| What needs to be done |
Return a copy of every line in the records that includes the word "clone".

| Input records |

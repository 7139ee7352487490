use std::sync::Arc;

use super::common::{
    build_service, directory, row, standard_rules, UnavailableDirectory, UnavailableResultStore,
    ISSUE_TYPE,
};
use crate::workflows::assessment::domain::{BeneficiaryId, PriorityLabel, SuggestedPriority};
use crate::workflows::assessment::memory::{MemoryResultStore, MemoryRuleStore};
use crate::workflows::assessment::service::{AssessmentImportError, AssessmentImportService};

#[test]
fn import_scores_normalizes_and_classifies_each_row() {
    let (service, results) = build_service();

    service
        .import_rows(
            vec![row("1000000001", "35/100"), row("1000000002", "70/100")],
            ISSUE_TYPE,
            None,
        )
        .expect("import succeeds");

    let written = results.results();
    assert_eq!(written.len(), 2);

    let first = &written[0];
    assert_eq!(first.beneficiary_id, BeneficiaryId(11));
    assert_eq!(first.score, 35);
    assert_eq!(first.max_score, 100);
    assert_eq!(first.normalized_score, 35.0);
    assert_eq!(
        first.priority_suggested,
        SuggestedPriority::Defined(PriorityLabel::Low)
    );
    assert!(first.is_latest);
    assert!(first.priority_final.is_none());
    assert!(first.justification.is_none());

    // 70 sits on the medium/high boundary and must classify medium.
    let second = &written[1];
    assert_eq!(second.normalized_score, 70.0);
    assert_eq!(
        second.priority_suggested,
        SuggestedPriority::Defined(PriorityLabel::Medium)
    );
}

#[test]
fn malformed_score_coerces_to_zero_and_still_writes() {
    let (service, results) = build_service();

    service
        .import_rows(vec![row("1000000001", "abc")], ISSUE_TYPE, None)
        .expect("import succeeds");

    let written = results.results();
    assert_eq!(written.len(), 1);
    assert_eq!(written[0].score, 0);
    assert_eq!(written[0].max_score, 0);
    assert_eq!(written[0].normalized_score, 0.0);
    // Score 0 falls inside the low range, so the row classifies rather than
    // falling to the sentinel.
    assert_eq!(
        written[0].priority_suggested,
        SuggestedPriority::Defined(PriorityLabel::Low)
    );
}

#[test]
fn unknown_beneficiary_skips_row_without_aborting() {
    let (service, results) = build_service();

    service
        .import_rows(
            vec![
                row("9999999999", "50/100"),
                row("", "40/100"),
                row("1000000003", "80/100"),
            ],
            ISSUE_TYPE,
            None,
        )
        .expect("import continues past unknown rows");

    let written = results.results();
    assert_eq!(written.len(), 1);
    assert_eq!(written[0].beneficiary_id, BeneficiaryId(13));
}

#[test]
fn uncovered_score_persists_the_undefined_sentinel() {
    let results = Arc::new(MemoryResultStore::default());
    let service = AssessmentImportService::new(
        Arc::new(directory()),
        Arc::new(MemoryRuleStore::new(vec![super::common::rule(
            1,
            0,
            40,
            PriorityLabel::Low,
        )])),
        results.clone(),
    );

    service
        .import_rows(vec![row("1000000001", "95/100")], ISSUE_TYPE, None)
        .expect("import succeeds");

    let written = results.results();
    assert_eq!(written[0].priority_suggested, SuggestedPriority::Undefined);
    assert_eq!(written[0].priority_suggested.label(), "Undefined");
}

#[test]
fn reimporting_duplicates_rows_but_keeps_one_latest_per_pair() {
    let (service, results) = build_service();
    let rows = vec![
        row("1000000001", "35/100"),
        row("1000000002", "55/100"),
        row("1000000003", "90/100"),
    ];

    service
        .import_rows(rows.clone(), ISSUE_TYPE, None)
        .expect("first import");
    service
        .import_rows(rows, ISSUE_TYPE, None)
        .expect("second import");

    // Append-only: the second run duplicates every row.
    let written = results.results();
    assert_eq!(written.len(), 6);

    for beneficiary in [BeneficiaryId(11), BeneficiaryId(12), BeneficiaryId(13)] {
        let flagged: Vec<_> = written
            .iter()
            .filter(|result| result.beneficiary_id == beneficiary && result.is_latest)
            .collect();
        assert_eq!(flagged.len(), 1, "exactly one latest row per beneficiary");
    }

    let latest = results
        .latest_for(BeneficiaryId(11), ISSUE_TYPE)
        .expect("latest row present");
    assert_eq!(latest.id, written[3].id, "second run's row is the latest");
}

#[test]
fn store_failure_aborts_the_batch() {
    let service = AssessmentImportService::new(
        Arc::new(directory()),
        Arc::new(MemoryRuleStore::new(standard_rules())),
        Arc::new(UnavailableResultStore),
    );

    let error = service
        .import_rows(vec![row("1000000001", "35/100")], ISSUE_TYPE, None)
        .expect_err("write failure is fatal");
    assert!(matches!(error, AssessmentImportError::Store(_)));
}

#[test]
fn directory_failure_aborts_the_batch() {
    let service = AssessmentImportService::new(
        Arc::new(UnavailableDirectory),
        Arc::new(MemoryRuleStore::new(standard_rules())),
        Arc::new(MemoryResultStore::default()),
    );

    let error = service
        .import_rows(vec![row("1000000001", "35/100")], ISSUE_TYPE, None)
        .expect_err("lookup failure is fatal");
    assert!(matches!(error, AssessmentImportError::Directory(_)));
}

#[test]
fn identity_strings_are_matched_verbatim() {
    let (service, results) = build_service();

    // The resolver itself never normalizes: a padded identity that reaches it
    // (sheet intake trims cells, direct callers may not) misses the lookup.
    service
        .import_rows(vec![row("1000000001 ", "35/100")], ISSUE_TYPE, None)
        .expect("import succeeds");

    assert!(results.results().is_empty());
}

| Result for this task |
        results.clone(),
        .import_rows(rows.clone(), ISSUE_TYPE, None)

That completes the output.